• **What the exercise asks**: Tally the lines below that contain the word "axum", then give the tally and nothing more.

Items from a data source:

———

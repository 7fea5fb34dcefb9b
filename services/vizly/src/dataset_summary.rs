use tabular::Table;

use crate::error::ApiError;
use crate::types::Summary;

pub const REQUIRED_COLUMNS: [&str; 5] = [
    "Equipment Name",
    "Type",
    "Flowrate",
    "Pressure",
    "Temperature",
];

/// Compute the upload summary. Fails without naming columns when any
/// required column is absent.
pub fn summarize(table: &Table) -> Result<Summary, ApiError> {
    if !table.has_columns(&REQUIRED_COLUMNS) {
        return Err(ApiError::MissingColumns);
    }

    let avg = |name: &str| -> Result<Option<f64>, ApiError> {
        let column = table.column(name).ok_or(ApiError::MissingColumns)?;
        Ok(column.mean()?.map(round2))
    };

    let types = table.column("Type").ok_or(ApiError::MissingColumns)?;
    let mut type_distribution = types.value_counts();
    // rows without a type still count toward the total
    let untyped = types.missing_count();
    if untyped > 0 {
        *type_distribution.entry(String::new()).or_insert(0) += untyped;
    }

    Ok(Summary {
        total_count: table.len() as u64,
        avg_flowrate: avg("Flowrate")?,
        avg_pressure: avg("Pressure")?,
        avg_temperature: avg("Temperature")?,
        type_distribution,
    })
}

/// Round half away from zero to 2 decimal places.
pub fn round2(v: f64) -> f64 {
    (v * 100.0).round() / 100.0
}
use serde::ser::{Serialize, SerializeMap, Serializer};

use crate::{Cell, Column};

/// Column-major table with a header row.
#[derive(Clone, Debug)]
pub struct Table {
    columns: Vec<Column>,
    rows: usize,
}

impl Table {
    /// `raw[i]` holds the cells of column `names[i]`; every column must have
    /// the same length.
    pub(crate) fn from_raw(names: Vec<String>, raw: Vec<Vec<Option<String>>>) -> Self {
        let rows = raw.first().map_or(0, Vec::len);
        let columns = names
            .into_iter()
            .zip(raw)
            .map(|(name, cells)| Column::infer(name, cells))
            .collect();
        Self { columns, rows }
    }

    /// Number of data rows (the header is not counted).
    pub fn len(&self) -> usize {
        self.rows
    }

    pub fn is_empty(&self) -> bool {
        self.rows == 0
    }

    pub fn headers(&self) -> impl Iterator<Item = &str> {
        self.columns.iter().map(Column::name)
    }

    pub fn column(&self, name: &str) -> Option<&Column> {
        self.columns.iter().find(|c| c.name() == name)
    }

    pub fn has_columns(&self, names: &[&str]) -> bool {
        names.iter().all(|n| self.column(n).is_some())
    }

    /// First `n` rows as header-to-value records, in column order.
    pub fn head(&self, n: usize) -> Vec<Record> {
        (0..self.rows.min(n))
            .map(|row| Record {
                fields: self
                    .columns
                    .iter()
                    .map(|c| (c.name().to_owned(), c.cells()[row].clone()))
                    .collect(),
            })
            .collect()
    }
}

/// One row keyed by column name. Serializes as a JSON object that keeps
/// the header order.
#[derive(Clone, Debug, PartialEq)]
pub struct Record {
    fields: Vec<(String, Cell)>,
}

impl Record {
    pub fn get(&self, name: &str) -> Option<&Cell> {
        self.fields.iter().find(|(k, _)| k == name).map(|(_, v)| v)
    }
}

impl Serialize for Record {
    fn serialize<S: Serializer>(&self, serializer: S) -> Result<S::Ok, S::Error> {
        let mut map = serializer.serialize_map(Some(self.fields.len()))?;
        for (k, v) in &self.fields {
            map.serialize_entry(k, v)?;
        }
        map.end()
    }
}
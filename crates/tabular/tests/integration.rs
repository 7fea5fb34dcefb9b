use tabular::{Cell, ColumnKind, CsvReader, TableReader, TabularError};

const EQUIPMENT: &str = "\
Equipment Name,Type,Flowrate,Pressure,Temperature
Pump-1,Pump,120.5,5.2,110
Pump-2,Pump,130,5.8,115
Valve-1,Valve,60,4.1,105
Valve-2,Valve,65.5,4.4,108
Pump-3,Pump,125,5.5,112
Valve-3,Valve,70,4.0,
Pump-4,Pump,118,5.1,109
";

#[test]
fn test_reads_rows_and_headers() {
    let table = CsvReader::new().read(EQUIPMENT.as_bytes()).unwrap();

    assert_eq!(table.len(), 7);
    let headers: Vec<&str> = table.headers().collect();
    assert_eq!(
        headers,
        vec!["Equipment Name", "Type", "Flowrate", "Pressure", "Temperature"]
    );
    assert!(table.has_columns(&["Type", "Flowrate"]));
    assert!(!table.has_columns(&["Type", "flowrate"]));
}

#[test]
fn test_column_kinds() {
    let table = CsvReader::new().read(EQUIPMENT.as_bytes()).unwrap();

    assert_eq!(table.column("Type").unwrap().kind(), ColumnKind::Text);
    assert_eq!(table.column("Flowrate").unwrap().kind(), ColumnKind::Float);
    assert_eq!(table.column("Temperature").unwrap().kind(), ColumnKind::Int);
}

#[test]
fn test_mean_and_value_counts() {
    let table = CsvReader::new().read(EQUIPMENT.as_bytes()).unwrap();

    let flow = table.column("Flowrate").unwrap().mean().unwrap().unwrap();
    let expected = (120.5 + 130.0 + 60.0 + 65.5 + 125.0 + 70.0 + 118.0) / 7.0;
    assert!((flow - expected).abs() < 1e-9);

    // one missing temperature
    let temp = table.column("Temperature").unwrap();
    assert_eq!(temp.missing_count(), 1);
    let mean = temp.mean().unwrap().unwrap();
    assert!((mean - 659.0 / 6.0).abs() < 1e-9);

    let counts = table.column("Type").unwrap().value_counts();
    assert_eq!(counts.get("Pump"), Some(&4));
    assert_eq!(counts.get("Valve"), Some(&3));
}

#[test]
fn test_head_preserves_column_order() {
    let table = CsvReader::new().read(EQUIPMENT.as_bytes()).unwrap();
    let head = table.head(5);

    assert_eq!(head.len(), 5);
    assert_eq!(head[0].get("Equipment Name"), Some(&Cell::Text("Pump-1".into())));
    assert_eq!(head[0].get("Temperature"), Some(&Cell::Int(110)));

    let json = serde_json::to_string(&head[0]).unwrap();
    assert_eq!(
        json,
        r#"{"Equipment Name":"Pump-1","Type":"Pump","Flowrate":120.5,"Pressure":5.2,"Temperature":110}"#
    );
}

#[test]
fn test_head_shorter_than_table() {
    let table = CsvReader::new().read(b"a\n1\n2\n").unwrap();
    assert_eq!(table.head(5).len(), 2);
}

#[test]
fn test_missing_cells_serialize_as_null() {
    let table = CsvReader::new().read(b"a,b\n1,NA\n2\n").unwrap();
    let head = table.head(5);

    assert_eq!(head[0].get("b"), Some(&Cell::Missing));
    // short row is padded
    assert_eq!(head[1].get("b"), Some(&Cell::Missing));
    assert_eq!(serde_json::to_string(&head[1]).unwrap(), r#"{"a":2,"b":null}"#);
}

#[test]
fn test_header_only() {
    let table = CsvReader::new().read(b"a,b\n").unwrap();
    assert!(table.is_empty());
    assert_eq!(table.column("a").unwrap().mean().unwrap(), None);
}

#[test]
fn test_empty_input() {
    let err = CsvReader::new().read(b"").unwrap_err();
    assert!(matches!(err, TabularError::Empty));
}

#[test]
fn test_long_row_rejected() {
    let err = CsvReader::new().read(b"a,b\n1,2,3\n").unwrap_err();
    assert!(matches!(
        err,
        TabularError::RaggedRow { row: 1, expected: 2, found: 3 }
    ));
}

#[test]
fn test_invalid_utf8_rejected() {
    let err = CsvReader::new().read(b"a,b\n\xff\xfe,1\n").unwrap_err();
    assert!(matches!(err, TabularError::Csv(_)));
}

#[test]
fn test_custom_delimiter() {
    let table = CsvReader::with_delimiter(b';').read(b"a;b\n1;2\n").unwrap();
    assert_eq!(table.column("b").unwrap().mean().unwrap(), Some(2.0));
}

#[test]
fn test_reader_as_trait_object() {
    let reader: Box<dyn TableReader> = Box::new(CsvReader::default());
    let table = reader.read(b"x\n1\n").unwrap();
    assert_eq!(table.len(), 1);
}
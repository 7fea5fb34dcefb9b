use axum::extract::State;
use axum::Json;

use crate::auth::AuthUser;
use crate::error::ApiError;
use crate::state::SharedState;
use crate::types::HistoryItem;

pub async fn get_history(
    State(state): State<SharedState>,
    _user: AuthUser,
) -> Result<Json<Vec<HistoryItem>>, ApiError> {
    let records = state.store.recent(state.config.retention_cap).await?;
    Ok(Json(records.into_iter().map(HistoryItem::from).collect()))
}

———

• **Answer section**: 2